Monday, June 16, 2025



Laughing in Yiddish

by Jamie Wendt
(Broadstone Books, 2025) 

Reviewed by Rebecca Ellis

Laughing in Yiddish, the second poetry collection by Jamie Wendt, brings an entire world of immigrant history vividly to life. Wendt uses sure-footed lyricism and deeply evocative imagery to tell the story of Jews living in a vibrant Russian shtetl, enduring pogroms and massacres and finally escaping to a new life in Chicago. She gives us, generously, the very real stories of street peddlers, grandparents, and great-grandparents, the sounds of early Chicago, the urban renewal that remade Chicago, and through it all the people finding strength through tradition and memory to make a new life after loss.  

Wendt uses a variety of formal and informal poetic forms to carry contemporary and historical voices, threading together the present and its past. The poems take risks, using ekphrastic poems, ghazals, pantoums, an ode, and even a triolet to build a nuanced and compelling history. They navigate that history from women working in a cigarette factory or at a spinning wheel, to the pogroms and massacres that the poet’s own ancestors survived in Lithuania, to a contemporary mother interrogating the past in order to build a world for her children. 

The opening poem in this collection, “The Guests,” brings ancestors into the present, giving them like a gift to her children, moving simultaneously “toward the past and into the present” within the context of the Jewish celebration of Sukkot. The poem sets the stage for the entire book, everything framed in preserving people and tradition, and doing it in a frame of richly rendered and memorable poetry.

In the poem that gives the book its title, “Laughing in Yiddish,” the difficulty of leaving one place and going to another, without losing the past, is seen through the eyes of a recent immigrant:

    Other women trained themselves not to follow 
    Lot’s wife’s gaze, not to look back at destruction.
    Why witness the mass of corpses again

    and the remains of a lost world? I tried leaving behind 
    the tall wooden shul, tried not to look back at burning cypress.
    I tried laughing in Yiddish in Chicago.

She gives equally convincing voice to the city itself as it changes under her feet. In “The Eisenhower Expressway Speaks, 1951” the highway tells its own story of coming to life, and how it remakes the city:

    Boys wrestle in the pit
    of me, a playlot 
    after their playground is torn down. 
    Journalists call them morons,
    vandals, and hoodlums, but I like
    their company,…

    After summer storms,
    I turn into a brown river.
    Boys bring rafts,
    float through my stalled construction
    like a vacation cruise. 

After that initial phase of construction, witnessed by the boys, the city, and again the boys, all feel the impact. The moving of a cemetery to make way for the highway is told in visceral, unforgettable detail, even to the highway’s final point of rest:

    The Near West Side sweeps 
    its sidewalks free of otherness
    for me. Free of poor immigrants
    and exiled refugees
    who move North or farther West
    when I intrude, slam the landscape,
    so deafening, so white handed.
    As crews shovel, they excavate and lift
    dead bodies from under my skin.

    I pause patiently, partly severed
    as a cemetery relocates 
    for me. Then workers lie me back down, 
    smooth me out for miles
    with shattered family fortunes 
    directed elsewhere. 

    After the next storm,
    I cough up bones 
    and the boys play
    fetch like dogs. 

The historical depth and range of these poems is riveting. As the woman narrator in “Laughing in Yiddish” shows, the past and present exist in the same layer, informing each other. Personal histories that have been lost, or only partially told, or suppressed are brought into the present with precise language and immediacy. 

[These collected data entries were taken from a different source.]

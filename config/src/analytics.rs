use crate::AnalyticsConfig;

/// Result of asking to turn analytics on.
#[derive(Debug, Clone, Copy, PartialEq, Eq)]
pub enum EnableOutcome {
    Enabled,
    AlreadyEnabled,
    /// Nothing was changed; consent has to be granted first.
    ConsentRequired,
}

/// Analytics switch gated behind explicit consent.
///
/// Every transition persists first and only then updates the in-memory
/// state, so a failed write leaves the preference as it was.
#[derive(Debug, Clone, Copy, PartialEq, Eq, Default)]
pub struct AnalyticsPreference {
    enabled: bool,
    consented: bool,
}

impl AnalyticsPreference {
    /// A stored `enabled` without consent is read as disabled.
    #[must_use]
    pub fn from_config(config: AnalyticsConfig) -> Self {
        if config.enabled && !config.consented {
            tracing::warn!("Analytics enabled without consent; treating as disabled");
        }
        Self {
            enabled: config.enabled && config.consented,
            consented: config.consented,
        }
    }

    #[must_use]
    pub fn enabled(&self) -> bool {
        self.enabled
    }

    #[must_use]
    pub fn consented(&self) -> bool {
        self.consented
    }

    fn config(enabled: bool, consented: bool) -> AnalyticsConfig {
        AnalyticsConfig { enabled, consented }
    }

    /// Turn analytics on, if consent was already given.
    pub fn enable<E>(
        &mut self,
        persist: impl FnOnce(AnalyticsConfig) -> Result<(), E>,
    ) -> Result<EnableOutcome, E> {
        if !self.consented {
            return Ok(EnableOutcome::ConsentRequired);
        }
        if self.enabled {
            return Ok(EnableOutcome::AlreadyEnabled);
        }
        persist(Self::config(true, true))?;
        self.enabled = true;
        tracing::info!("Analytics enabled");
        Ok(EnableOutcome::Enabled)
    }

    /// Record consent and turn analytics on in one write.
    pub fn consent_and_enable<E>(
        &mut self,
        persist: impl FnOnce(AnalyticsConfig) -> Result<(), E>,
    ) -> Result<(), E> {
        if self.consented && self.enabled {
            return Ok(());
        }
        persist(Self::config(true, true))?;
        self.consented = true;
        self.enabled = true;
        tracing::info!("Analytics consent granted");
        Ok(())
    }

    /// Turn analytics off. Consent is kept. Returns whether anything changed.
    pub fn disable<E>(
        &mut self,
        persist: impl FnOnce(AnalyticsConfig) -> Result<(), E>,
    ) -> Result<bool, E> {
        if !self.enabled {
            return Ok(false);
        }
        persist(Self::config(false, self.consented))?;
        self.enabled = false;
        tracing::info!("Analytics disabled");
        Ok(true)
    }

    /// Drop collected data and withdraw consent.
    ///
    /// `delete` receives no settings: the stored preference is removed, not
    /// rewritten.
    pub fn delete_data<E>(&mut self, delete: impl FnOnce() -> Result<(), E>) -> Result<(), E> {
        delete()?;
        *self = Self::default();
        tracing::info!("Analytics data deleted and consent withdrawn");
        Ok(())
    }
}
//! `permissions.allow` / `permissions.deny` <-> editable rule lists.

use serde_json::Value;
use tracing::warn;

use agentdeck_types::{EntryId, PermissionRule, RuleKind, json_type_name};

/// Decode a raw rule array into an ordered list with positional ids.
///
/// Anything that is not an array (including a missing value) yields an empty
/// list. Non-string elements are coerced to text rather than dropped so that
/// positions stay stable.
#[must_use]
pub fn decode_rules(kind: RuleKind, raw: Option<&Value>) -> Vec<PermissionRule> {
    let items = match raw {
        None => return Vec::new(),
        Some(Value::Array(items)) => items,
        Some(other) => {
            warn!(
                list = kind.key(),
                found = json_type_name(other),
                "Permission rules are not an array; treating as empty"
            );
            return Vec::new();
        }
    };

    items
        .iter()
        .enumerate()
        .map(|(index, item)| {
            PermissionRule::new(EntryId::positional(kind.key(), index), rule_text(kind, item))
        })
        .collect()
}

fn rule_text(kind: RuleKind, item: &Value) -> String {
    match item {
        Value::String(text) => text.clone(),
        Value::Null => String::new(),
        other => {
            warn!(
                list = kind.key(),
                found = json_type_name(other),
                "Coercing non-string permission rule"
            );
            other.to_string()
        }
    }
}

/// Encode a rule list back into its raw array.
///
/// Blank and whitespace-only rules are dropped; order and duplicates are kept.
/// Values are written as entered, not trimmed.
#[must_use]
pub fn encode_rules(rules: &[PermissionRule]) -> Vec<String> {
    rules
        .iter()
        .filter(|rule| !rule.value.trim().is_empty())
        .map(|rule| rule.value.clone())
        .collect()
}
use std::fmt;

use uuid::Uuid;

/// Presentation-only identity for an entry of an editable list.
///
/// Never persisted. Two constructors exist and they cannot collide:
/// positional ids (`allow-0`) are only minted while decoding a freshly loaded
/// list, fresh ids (`allow-6f0c…`) for every entry added afterwards.
#[derive(Debug, Clone, PartialEq, Eq, Hash)]
pub struct EntryId(String);

impl EntryId {
    #[must_use]
    pub fn positional(prefix: &str, index: usize) -> Self {
        Self(format!("{prefix}-{index}"))
    }

    #[must_use]
    pub fn fresh(prefix: &str) -> Self {
        Self(format!("{prefix}-{}", Uuid::new_v4().simple()))
    }

    #[must_use]
    pub fn as_str(&self) -> &str {
        &self.0
    }
}

impl fmt::Display for EntryId {
    fn fmt(&self, f: &mut fmt::Formatter<'_>) -> fmt::Result {
        f.write_str(&self.0)
    }
}
//! Contracts for the external services the console drives.
//!
//! The console never decides how documents are stored or how checkpoints are
//! created; it only calls these traits. File-backed implementations live in
//! `agentdeck-config`, test doubles in the integration suite.

use std::future::Future;
use std::io;
use std::path::PathBuf;
use std::pin::Pin;

use serde_json::Value;
use thiserror::Error;

use agentdeck_types::{
    CheckpointScope, CheckpointSettings, CheckpointStrategy, KeepCount, ProxySettings,
    SettingsDocument,
};

pub type ServiceFut<'a, T> = Pin<Box<dyn Future<Output = Result<T, ServiceError>> + Send + 'a>>;

#[derive(Debug, Error)]
pub enum ServiceError {
    #[error("{0} unavailable")]
    Unavailable(String),
    #[error("failed to access {}: {source}", .path.display())]
    Io {
        path: PathBuf,
        #[source]
        source: io::Error,
    },
    #[error("failed to parse {}: {message}", .path.display())]
    Parse { path: PathBuf, message: String },
    #[error("{0}")]
    Rejected(String),
}

impl ServiceError {
    pub fn io(path: impl Into<PathBuf>, source: io::Error) -> Self {
        Self::Io {
            path: path.into(),
            source,
        }
    }
}

/// Backing store for the agent settings document and its auxiliary sections.
///
/// Every commit is idempotent and may fail independently of the others.
pub trait SettingsStore: Send + Sync {
    fn load_document(&self) -> ServiceFut<'_, SettingsDocument>;
    fn persist_document<'a>(&'a self, document: &'a SettingsDocument) -> ServiceFut<'a, ()>;

    /// Currently configured agent binary, if any.
    fn load_binary_path(&self) -> ServiceFut<'_, Option<String>>;
    fn load_proxy(&self) -> ServiceFut<'_, ProxySettings>;

    fn commit_hooks(&self, hooks: Value) -> ServiceFut<'_, ()>;
    fn commit_proxy(&self, proxy: ProxySettings) -> ServiceFut<'_, ()>;
    fn commit_binary_path(&self, path: String) -> ServiceFut<'_, ()>;
}

/// The checkpoint service owned by the agent runtime.
pub trait CheckpointService: Send + Sync {
    fn checkpoint_settings<'a>(
        &'a self,
        scope: &'a CheckpointScope,
    ) -> ServiceFut<'a, CheckpointSettings>;

    fn update_checkpoint_settings<'a>(
        &'a self,
        scope: &'a CheckpointScope,
        enabled: bool,
        strategy: CheckpointStrategy,
    ) -> ServiceFut<'a, ()>;

    /// Keep at most `keep` most recent checkpoints; returns how many were removed.
    fn cleanup_checkpoints<'a>(
        &'a self,
        scope: &'a CheckpointScope,
        keep: KeepCount,
    ) -> ServiceFut<'a, usize>;
}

Form and language reinforce each other—a poem about the emptying of Jews from a Russian village is told from the viewpoint of the children and in the form of a triolet, providing a chilling contrast. In another poem, about a 1903 massacre in Kishinev, the lines are laid down straight, spaced evenly, resolute, just like the person doing the work of lining up the bodies described. Here is the opening of “Someone Had to Line Up the Bodies:" ”someone had to line up the bodies // connect shadow to shoulder to shadow // patterns of devastation for the photographer."

The massacres included in these poems are not just historical backdrop for the people in the poems. They are personal fodder for the poet’s own experience of family and self; the tragedies are interrogated and kept under a light in order to inform the present. The poem “Kuziai Forest, Lithuania, June 29, 1941” begins:

    Where death is 
    quick, there is
    little story. Pit
    by victim shovels.
    Dig your own.
    700 Jews
    facing the firing
    squad, a mass
    grave, easy to miss,

The poem reveals, in a way that reports or even photographs after the fact could not, the simple courageous acts taken to preserve and protect a sense of self.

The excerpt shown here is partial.